H3M2: a novel algorithm for the detection of Runs of Homozygosity

H3M2: a novel algorithm for the detection of Runs of Homozygosity from second generation
sequencing data
Magi A(1), Tattini L(1), Benelli M(2), Palombo F(3), Pippucci T(3)
(1) Department of Clinical and Experimental Medicine, University of Florence, Florence, Italy
(2) Diagnostic Genetic Unit, Careggi Hospital, Florence, Italy
(3) Dipartimento di Scienze Mediche e Chirurgiche, Università di Bologna, Bologna, Italy
Contact: [email protected]
Motivation
Runs of homozygosity (ROH) are regions of the genome where the copies inherited from our parents
are identical. The two DNA copies are identical because our parents have inherited them from a
common ancestor in the past.
This genetic transmission process generates genomic ROHs that may range from tens of thousands to
millions of bases in length.
Population history (historical bottleneck or geographic isolation) and cultural factors (consanguineous
marriage or endogamy) can affect length of ROH in individual genomes. The distribution of ROH
records information about genetic transmission history and may also be important medically.
The medical relevance of ROH is due to the fact that the most common mode of inheritance for a
genetic disorder is autosomal recessive, which implies that two healthy heterozygous parents transmit
a single copy of a mutation to their affected child, who therefore has the mutated gene in double copy.
If individuals inherit the same ancestral mutation identically by descent, then they probably also share
adjacent DNA segments on which the mutation first arose. For a recessive phenotype, in affected
inbred individuals, the homozygous risk locus therefore probably resides in an unusually long
homozygous region. Deleterious recessive variants can thus be identified through detecting ROH.
To date, ROH discovery has been performed by using microarray-based technologies.

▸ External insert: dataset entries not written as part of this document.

//! Standardized column vocabulary: canonical fields, omics types, and the
//! raw-to-canonical column mapping.

mod mapping;
mod types;

pub use mapping::ColumnMapping;
pub use types::{CanonicalField, OmicsCategory, OmicsType};
//! Synthetic RHS file builder shared by the integration tests.
#![allow(dead_code)]

use byteorder::{LittleEndian, WriteBytesExt};

pub const MAGIC: u32 = 0xd69127ac;

/// Byte offset of the first note's length prefix in every built header.
pub const NOTE1_OFFSET: usize = 72;

const STIM_PATTERN: [u16; 5] = [0x0000, 0x81ff, 0x4103, 0x2005, 0x0010];

pub fn amplifier_code(ch: usize, i: usize) -> u16 {
    ((i * 7 + ch * 1000) % 65536) as u16
}

pub fn dc_amplifier_code(ch: usize, i: usize) -> u16 {
    ((i * 3 + ch * 11) % 1024) as u16
}

pub fn stim_word(ch: usize, i: usize) -> u16 {
    STIM_PATTERN[(i + ch) % STIM_PATTERN.len()]
}

pub fn adc_code(ch: usize, i: usize) -> u16 {
    ((32768 + i * 13 + ch * 5) % 65536) as u16
}

pub fn dac_code(ch: usize, i: usize) -> u16 {
    ((i * 17 + ch) % 65536) as u16
}

pub fn dig_in_word(i: usize) -> u16 {
    (i as u16).wrapping_mul(40503)
}

pub fn dig_out_word(i: usize) -> u16 {
    !(i as u16)
}

/// Describes a recording; every sample value comes from the generator
/// functions above so tests can compute what to expect.
#[derive(Debug, Clone)]
pub struct RhsBuilder {
    pub magic: u32,
    pub sample_rate: f32,
    pub stim_step_size: f32,
    pub notch_mode: i16,
    pub dc_saved: bool,
    pub amplifier: usize,
    pub adc: usize,
    pub dac: usize,
    /// Native orders of the digital input channels
    pub dig_in: Vec<i16>,
    /// Native orders of the digital output channels
    pub dig_out: Vec<i16>,
    /// Timestamps jump by two at this sample index
    pub gap_at: Option<usize>,
}

impl Default for RhsBuilder {
    fn default() -> Self {
        RhsBuilder {
            magic: MAGIC,
            sample_rate: 30000.0,
            stim_step_size: 1.0e-6,
            notch_mode: 1,
            dc_saved: false,
            amplifier: 0,
            adc: 0,
            dac: 0,
            dig_in: Vec::new(),
            dig_out: Vec::new(),
            gap_at: None,
        }
    }
}

impl RhsBuilder {
    pub fn timestamp(&self, i: usize) -> i32 {
        match self.gap_at {
            Some(at) if i >= at => i as i32 + 1,
            _ => i as i32,
        }
    }

    /// Block size computed independently of the crate.
    pub fn block_size(&self) -> usize {
        let dc = if self.dc_saved { self.amplifier } else { 0 };
        let words = self.amplifier * 2 + dc + self.adc + self.dac;
        128 * 4
            + 128 * 2 * words
            + if self.dig_in.is_empty() { 0 } else { 256 }
            + if self.dig_out.is_empty() { 0 } else { 256 }
    }

    pub fn header(&self) -> Vec<u8> {
        let mut buf = Vec::new();
        buf.write_u32::<LittleEndian>(self.magic).unwrap();
        buf.write_i16::<LittleEndian>(3).unwrap();
        buf.write_i16::<LittleEndian>(1).unwrap();
        buf.write_f32::<LittleEndian>(self.sample_rate).unwrap();
        buf.write_i16::<LittleEndian>(1).unwrap();
        for value in [1.0f32, 0.1, 1.0, 7500.0, 1.0, 0.1, 1.0, 7500.0] {
            buf.write_f32::<LittleEndian>(value).unwrap();
        }
        buf.write_i16::<LittleEndian>(self.notch_mode).unwrap();
        buf.write_f32::<LittleEndian>(1000.0).unwrap();
        buf.write_f32::<LittleEndian>(1000.0).unwrap();
        buf.write_i16::<LittleEndian>(0).unwrap();
        buf.write_i16::<LittleEndian>(1).unwrap();
        buf.write_f32::<LittleEndian>(self.stim_step_size).unwrap();
        buf.write_f32::<LittleEndian>(1.0e-6).unwrap();
        buf.write_f32::<LittleEndian>(0.0).unwrap();
        assert_eq!(buf.len(), NOTE1_OFFSET);
        write_qstring(&mut buf, "organoid 7");
        write_qstring(&mut buf, "");
        buf.write_u32::<LittleEndian>(0xffffffff).unwrap();
        buf.write_i16::<LittleEndian>(i16::from(self.dc_saved)).unwrap();
        buf.write_i16::<LittleEndian>(1).unwrap();
        write_qstring(&mut buf, "Hardware");

        buf.write_i16::<LittleEndian>(3).unwrap();

        // Amplifier group, with one disabled RHD-only channel that must be skipped.
        write_group_header(&mut buf, "Port A", "A", true, self.amplifier + 1);
        write_channel(&mut buf, "A-AUX", 0, 1, false);
        for ch in 0..self.amplifier {
            write_channel(&mut buf, &format!("A-{ch:03}"), ch as i16, 0, true);
        }

        // Disabled group: channel records are not present on disk.
        write_group_header(&mut buf, "Port B", "B", false, 16);

        let board = self.adc + self.dac + self.dig_in.len() + self.dig_out.len();
        write_group_header(&mut buf, "Board", "BRD", true, board);
        for ch in 0..self.adc {
            write_channel(&mut buf, &format!("ANALOG-IN-{ch}"), ch as i16, 3, true);
        }
        for ch in 0..self.dac {
            write_channel(&mut buf, &format!("ANALOG-OUT-{ch}"), ch as i16, 4, true);
        }
        for &order in &self.dig_in {
            write_channel(&mut buf, &format!("DIGITAL-IN-{order:02}"), order, 5, true);
        }
        for &order in &self.dig_out {
            write_channel(&mut buf, &format!("DIGITAL-OUT-{order:02}"), order, 6, true);
        }
        buf
    }

    pub fn blocks(&self, buf: &mut Vec<u8>, num_blocks: usize) {
        for block in 0..num_blocks {
            let samples = block * 128..(block + 1) * 128;
            for i in samples.clone() {
                buf.write_i32::<LittleEndian>(self.timestamp(i)).unwrap();
            }
            write_channels(buf, self.amplifier, samples.clone(), amplifier_code);
            if self.dc_saved {
                write_channels(buf, self.amplifier, samples.clone(), dc_amplifier_code);
            }
            write_channels(buf, self.amplifier, samples.clone(), stim_word);
            write_channels(buf, self.adc, samples.clone(), adc_code);
            write_channels(buf, self.dac, samples.clone(), dac_code);
            if !self.dig_in.is_empty() {
                for i in samples.clone() {
                    buf.write_u16::<LittleEndian>(dig_in_word(i)).unwrap();
                }
            }
            if !self.dig_out.is_empty() {
                for i in samples.clone() {
                    buf.write_u16::<LittleEndian>(dig_out_word(i)).unwrap();
                }
            }
        }
    }

    pub fn file(&self, num_blocks: usize) -> Vec<u8> {
        let mut buf = self.header();
        self.blocks(&mut buf, num_blocks);
        buf
    }
}

fn write_channels(
    buf: &mut Vec<u8>,
    num_channels: usize,
    samples: std::ops::Range<usize>,
    code: fn(usize, usize) -> u16,
) {
    for ch in 0..num_channels {
        for i in samples.clone() {
            buf.write_u16::<LittleEndian>(code(ch, i)).unwrap();
        }
    }
}

pub fn write_qstring(buf: &mut Vec<u8>, text: &str) {
    let units: Vec<u16> = text.encode_utf16().collect();
    buf.write_u32::<LittleEndian>((units.len() * 2) as u32).unwrap();
    for unit in units {
        buf.write_u16::<LittleEndian>(unit).unwrap();
    }
}

fn write_group_header(buf: &mut Vec<u8>, name: &str, prefix: &str, enabled: bool, num_channels: usize) {
    write_qstring(buf, name);
    write_qstring(buf, prefix);
    buf.write_i16::<LittleEndian>(i16::from(enabled)).unwrap();
    buf.write_i16::<LittleEndian>(num_channels as i16).unwrap();
    buf.write_i16::<LittleEndian>(0).unwrap();
}

fn write_channel(buf: &mut Vec<u8>, name: &str, native_order: i16, signal_type: i16, enabled: bool) {
    write_qstring(buf, name);
    write_qstring(buf, &name.to_lowercase());
    for value in [native_order, native_order, signal_type, i16::from(enabled), native_order, 0, 0] {
        buf.write_i16::<LittleEndian>(value).unwrap();
    }
    for value in [1i16, -60, 0, 1] {
        buf.write_i16::<LittleEndian>(value).unwrap();
    }
    buf.write_f32::<LittleEndian>(2.5e5).unwrap();
    buf.write_f32::<LittleEndian>(-1.0).unwrap();
}
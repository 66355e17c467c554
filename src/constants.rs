//! Format constants for RHS2000 files.

/// Magic number at the start of every RHS2000 file.
pub const RHS_MAGIC_NUMBER: u32 = 0xd69127ac;

/// RHS files always carry 128 samples per data block.
pub const SAMPLES_PER_DATA_BLOCK: usize = 128;

/// Length prefix marking a null QString.
pub const QSTRING_NULL_LENGTH: u32 = 0xffffffff;

// Scaling constants (from Intan RHS data format specification)
pub const AMPLIFIER_SCALE_FACTOR: f64 = 0.195; // μV per bit
pub const AMPLIFIER_OFFSET: f64 = 32768.0;
pub const DC_AMPLIFIER_SCALE_FACTOR: f64 = -0.01923; // V per bit
pub const DC_AMPLIFIER_OFFSET: f64 = 512.0;
pub const ADC_DAC_SCALE_FACTOR: f64 = 312.5e-6; // V per bit
pub const ADC_DAC_OFFSET: f64 = 32768.0;

/// Stim step size is stored in amps; decoded current is reported in μA.
pub const STIM_CURRENT_UNIT: f64 = 1.0e-6;

// Stim word bit layout
pub const STIM_COMPLIANCE_LIMIT_BIT: u16 = 1 << 15;
pub const STIM_CHARGE_RECOVERY_BIT: u16 = 1 << 14;
pub const STIM_AMP_SETTLE_BIT: u16 = 1 << 13;
pub const STIM_POLARITY_BIT: u16 = 1 << 8;
pub const STIM_MAGNITUDE_MASK: u16 = 0x00ff;

/// Highest bit index available in a packed digital word.
pub const MAX_DIGITAL_NATIVE_ORDER: i32 = 15;

pub(crate) const READ_BUFFER_CAPACITY: usize = 65536; // 64KB
pub(crate) const PROGRESS_STEP_PERCENT: usize = 10;
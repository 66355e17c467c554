use ndarray::{Array2, Zip};

use crate::constants::*;
use crate::types::StimData;

/// One stimulation word split into its fields.
#[derive(Debug, Clone, Copy, PartialEq, Eq)]
pub struct StimWord {
    pub compliance_limit: bool,
    pub charge_recovery: bool,
    pub amp_settle: bool,
    /// +1 or -1
    pub polarity: i32,
    /// Current amplitude in stim steps, 0..=255
    pub magnitude: u8,
}

impl From<u16> for StimWord {
    fn from(word: u16) -> Self {
        StimWord {
            compliance_limit: word & STIM_COMPLIANCE_LIMIT_BIT != 0,
            charge_recovery: word & STIM_CHARGE_RECOVERY_BIT != 0,
            amp_settle: word & STIM_AMP_SETTLE_BIT != 0,
            polarity: if word & STIM_POLARITY_BIT != 0 { -1 } else { 1 },
            magnitude: (word & STIM_MAGNITUDE_MASK) as u8,
        }
    }
}

impl StimWord {
    /// Signed stimulation current in μA for a step size given in amps.
    pub fn current(&self, stim_step_size: f32) -> f64 {
        f64::from(self.magnitude) * f64::from(self.polarity) * f64::from(stim_step_size)
            / STIM_CURRENT_UNIT
    }
}

/// Decodes raw stim words of every amplifier channel.
pub(crate) fn extract_stim_data(stim_raw: &Array2<u16>, stim_step_size: f32) -> StimData {
    let dim = stim_raw.raw_dim();
    let mut stim = StimData {
        current: Array2::zeros(dim.clone()),
        compliance_limit: Array2::from_elem(dim.clone(), false),
        charge_recovery: Array2::from_elem(dim.clone(), false),
        amp_settle: Array2::from_elem(dim, false),
    };

    Zip::from(stim_raw)
        .and(&mut stim.current)
        .and(&mut stim.compliance_limit)
        .and(&mut stim.charge_recovery)
        .and(&mut stim.amp_settle)
        .for_each(|&raw, current, compliance, recovery, settle| {
            let word = StimWord::from(raw);
            *current = word.current(stim_step_size);
            *compliance = word.compliance_limit;
            *recovery = word.charge_recovery;
            *settle = word.amp_settle;
        });

    stim
}

#[cfg(test)]
mod tests {
    use super::*;
    use ndarray::array;

    const STEP: f32 = 1.0e-6;

    fn close(a: f64, b: f64) -> bool {
        (a - b).abs() <= 1e-6 * b.abs().max(1.0)
    }

    #[test]
    fn compliance_word_with_negative_full_scale() {
        let word = StimWord::from(0x81ff);
        assert!(word.compliance_limit);
        assert!(!word.charge_recovery);
        assert!(!word.amp_settle);
        assert_eq!(word.polarity, -1);
        assert_eq!(word.magnitude, 255);
        let expected = -255.0 * STEP as f64 / 1e-6;
        assert!(close(word.current(STEP), expected));
    }

    #[test]
    fn status_bits_are_independent() {
        let word = StimWord::from(0x6000 | 12);
        assert!(!word.compliance_limit);
        assert!(word.charge_recovery);
        assert!(word.amp_settle);
        assert_eq!(word.polarity, 1);
        assert_eq!(word.magnitude, 12);
    }

    #[test]
    fn idle_word_is_zero_current() {
        let word = StimWord::from(0);
        assert_eq!(word.current(STEP), 0.0);
        assert_eq!(word.polarity, 1);
    }

    #[test]
    fn decodes_every_channel_and_sample() {
        let raw = array![[0x81ffu16, 0x0005], [0x2000, 0x4103]];
        let stim = extract_stim_data(&raw, 2.0e-6);

        assert!(close(stim.current[[0, 0]], -510.0));
        assert!(close(stim.current[[0, 1]], 10.0));
        assert_eq!(stim.current[[1, 0]], 0.0);
        assert!(close(stim.current[[1, 1]], -6.0));
        assert_eq!(stim.compliance_limit, array![[true, false], [false, false]]);
        assert_eq!(stim.charge_recovery, array![[false, false], [false, true]]);
        assert_eq!(stim.amp_settle, array![[false, false], [true, false]]);
    }
}
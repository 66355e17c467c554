//! Conversion of raw sample codes into physical units.

use log::{debug, warn};
use ndarray::{Array1, Array2};

use crate::constants::*;

/// Amplifier codes to microvolts: `(raw - 32768) * 0.195`.
pub fn scale_amplifier_data(raw: &Array2<u16>) -> Array2<f64> {
    raw.mapv(|x| (f64::from(x) - AMPLIFIER_OFFSET) * AMPLIFIER_SCALE_FACTOR)
}

/// DC amplifier codes to volts: `(raw - 512) * -0.01923`.
pub fn scale_dc_amplifier_data(raw: &Array2<u16>) -> Array2<f64> {
    raw.mapv(|x| (f64::from(x) - DC_AMPLIFIER_OFFSET) * DC_AMPLIFIER_SCALE_FACTOR)
}

/// Board ADC or DAC codes to volts: `(raw - 32768) * 312.5e-6`.
pub fn scale_board_analog_data(raw: &Array2<u16>) -> Array2<f64> {
    raw.mapv(|x| (f64::from(x) - ADC_DAC_OFFSET) * ADC_DAC_SCALE_FACTOR)
}

/// Counts consecutive timestamps that do not advance by exactly one.
pub fn count_timestamp_gaps(timestamps: &Array1<i32>) -> usize {
    timestamps
        .windows(2)
        .into_iter()
        .filter(|w| i64::from(w[1]) - i64::from(w[0]) != 1)
        .count()
}

/// Converts timestamps to seconds and reports gaps.
///
/// Gaps are logged but never fatal; the returned count lets callers decide
/// whether a non-uniform time base matters to them.
pub fn scale_timestamps(timestamps: &Array1<i32>, sample_rate: f32) -> (Array1<f64>, usize) {
    let num_gaps = count_timestamp_gaps(timestamps);
    if num_gaps == 0 {
        debug!("No missing timestamps in data.");
    } else {
        warn!(
            "{} gaps in timestamp data found. Time scale will not be uniform!",
            num_gaps
        );
    }

    let sample_rate = f64::from(sample_rate);
    (timestamps.mapv(|t| f64::from(t) / sample_rate), num_gaps)
}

Currently
available SNP-array platforms contains more than one milion of SNPs markers derived from the
HapMap project and are able to detect ROH as long as 100 Kb in size.
Over recent years, the advent of new high-throughput sequencing (HTS) platforms have opened many
opportunities for the study and the understanding of homozygous genomic regions.
Methods
Here we introduce a novel computational approach, H3M2, for the identification of ROH by using data
produced by HTS platforms.
To develop our method we used whole-exome sequencing (WES) data produced by the 1000 genomes
project (1000 GP) consortium that have been previously genotyped with SNP-array technologies by
the HapMap consortium.
As a measure of homozygosity/heterozygosity for each polymorphic position i, we used the B-allele
frequency (BAF) that is defined as the ratio between B-allele counts (NB the number of reads that
match with the allele with minor frequency at position i) and the total number of reads mapped to that
position (N, the depth of coverage).
To understand the capability of such a measure to predict the homozygous/heterozygous state of each
polymorphic position, we compared BAF with the HapMap and 1000GP genotyping results.
As a further step, we studied the properties of the BAF distribution in different classes of genomic
regions. By using the results of these analyses, we developed a novel algorithm, based on a
heterogeneous hidden markov models, that is able to recognise ROH from BAF values taking into
account the genomic distance between consecutive polymorphic position.
Results
To test the ability of our algorithm to identify ROHs of different size and made of different number of
SNPs, we performed an intensive simulation based on synthetic data.
Synthetic chromosomes were generated from the BAF data of six samples sequenced by the 1000
genome project consortium (1000 GP).
The results of these analyses clearly show that H3M2 is able to identify ROH with an unprecedented
resolution, outperforming state of the art methods based on microarray-based technologies.
As a further test, we applied our method on the analysis of 100 individuals sequenced by the 1000GP
consortium representing five different worldwide populations (20 Tuscans, 20 Caucasian, 20
Yorubam, 20 Japanese and 20 Chinese).
The ROH detected by our method were classified by length into three classes (short, intermediate, and
long) with a model-based clustering algorithm.
In accordance with previous results, for each class, the number and total length of ROHs per individual
show considerable variation across individuals and populations.
The total lengths of short, intermediate and long ROHs per individual increases with the distance of a
population from East Africa, in agreement with similar patterns previously observed for locus-wise
homozygosity and linkage disequilibrium.